Making source separation real-time is not a binary of "can/can't" but a problem of **the trade-off between delay and quality.**

1. **Standard models are batch-oriented**: due to non-causality, lookahead, and size, true real-time is hard.
2. **Delay is the sum of three elements**: algorithmic + compute + buffer. The more you raise quality, the more delay increases.
3. **Every way to get close is a trade-off**: chunking, small models, low lookahead — in exchange for quality.
4. **Noise suppression is a different world**: speech enhancement has mature real-time orientation.
5. **The right question is "do you truly need zero latency"**: many are met by near-real-time or batch.

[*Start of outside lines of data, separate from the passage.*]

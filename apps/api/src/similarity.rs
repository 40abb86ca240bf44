//! Cosine similarity between embedding vectors.

/// Euclidean (L2) norm of a vector.
pub fn l2_norm(v: &[f64]) -> f64 {
    v.iter().map(|x| x * x).sum::<f64>().sqrt()
}

/// Cosine similarity of `a` and `b`.
///
/// The dot product runs over the shared index range, so trailing components of
/// the longer vector are ignored. Each norm still covers its whole vector.
/// Returns exactly `0.0` when either norm is zero.
pub fn cosine_similarity(a: &[f64], b: &[f64]) -> f64 {
    if a.len() != b.len() {
        tracing::debug!(
            "cosine_similarity: length mismatch ({} vs {}), truncating dot product",
            a.len(),
            b.len()
        );
    }

    let norm_a = l2_norm(a);
    let norm_b = l2_norm(b);
    if norm_a == 0.0 || norm_b == 0.0 {
        return 0.0;
    }

    let dot: f64 = a.iter().zip(b.iter()).map(|(x, y)| x * y).sum();
    dot / (norm_a * norm_b)
}

#[cfg(test)]
mod tests {
    use super::*;

    const EPS: f64 = 1e-12;

    #[test]
    fn test_identical_vectors_score_one() {
        let a = vec![0.3, -1.2, 4.5, 0.0, 2.2];
        assert!((cosine_similarity(&a, &a) - 1.0).abs() < EPS);
    }

    #[test]
    fn test_is_symmetric() {
        let a = vec![1.0, 2.0, 3.0];
        let b = vec![-4.0, 0.5, 9.0];
        assert_eq!(cosine_similarity(&a, &b), cosine_similarity(&b, &a));
    }

    #[test]
    fn test_orthogonal_vectors_score_zero() {
        assert_eq!(cosine_similarity(&[1.0, 0.0], &[0.0, 1.0]), 0.0);
    }

    #[test]
    fn test_opposite_vectors_score_minus_one() {
        let a = vec![1.0, 2.0];
        let b = vec![-1.0, -2.0];
        assert!((cosine_similarity(&a, &b) + 1.0).abs() < EPS);
    }

    #[test]
    fn test_zero_vector_returns_exact_zero() {
        let zero = vec![0.0; 4];
        let v = vec![1.0, 2.0, 3.0, 4.0];
        assert_eq!(cosine_similarity(&zero, &v), 0.0);
        assert_eq!(cosine_similarity(&v, &zero), 0.0);
        assert_eq!(cosine_similarity(&zero, &zero), 0.0);
    }

    #[test]
    fn test_empty_vectors_return_zero() {
        assert_eq!(cosine_similarity(&[], &[]), 0.0);
        assert_eq!(cosine_similarity(&[], &[1.0]), 0.0);
    }

    #[test]
    fn test_mismatched_lengths_truncate_dot_product() {
        // dot = 1*1 + 0*0 = 1; norms cover full vectors: |a| = 1, |b| = sqrt(2)
        let a = vec![1.0, 0.0];
        let b = vec![1.0, 0.0, 1.0];
        let expected = 1.0 / 2.0_f64.sqrt();
        assert!((cosine_similarity(&a, &b) - expected).abs() < EPS);
    }

    #[test]
    fn test_l2_norm() {
        assert_eq!(l2_norm(&[3.0, 4.0]), 5.0);
        assert_eq!(l2_norm(&[]), 0.0);
    }
}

> An engineer trusted with outsourcing is one who, against an "in real time" request, can **solve the requirements and propose the optimal delay design.** For balancing latency, quality, and cost in audio/video AI, consult me along with my [track record](/case-studies/ai-video-localization-lipsync). With **one-person × generative AI**, from requirements definition to production operation, I support with design honest to the requirements rather than the trend.

---

## Sources / related resources

- **Characteristics of batch-oriented models**: [MDX-Net](/blog/uvr5-mdx-net-vocal-separation-production-guide) / [Demucs v4](/blog/demucs-v4-music-source-separation-production-guide) / [BS-RoFormer](/blog/bs-roformer-mel-band-roformer-vocal-separation-guide)
- **Real-time noise suppression (reference)**: [xiph/rnnoise](https://github.com/xiph/rnnoise)
- **Production scale in batch**: this blog's [GPU-worker platform](/blog/music-source-separation-production-api-gpu-worker-queue) / [AWS GPU batch](/blog/audio-source-separation-aws-gpu-batch-pipeline)
- **Model selection**: this blog's [how to choose a source-separation tool](/blog/music-source-separation-tool-selection-demucs-uvr-spleeter)

* The acceptable latency value and the optimal chunk/lookahead settings depend on the use and hardware. This article's latency decomposition and low-latency moves are based on general audio-processing design principles and don't guarantee the real-time performance of a specific model. Verify with your own requirements and environment before implementation.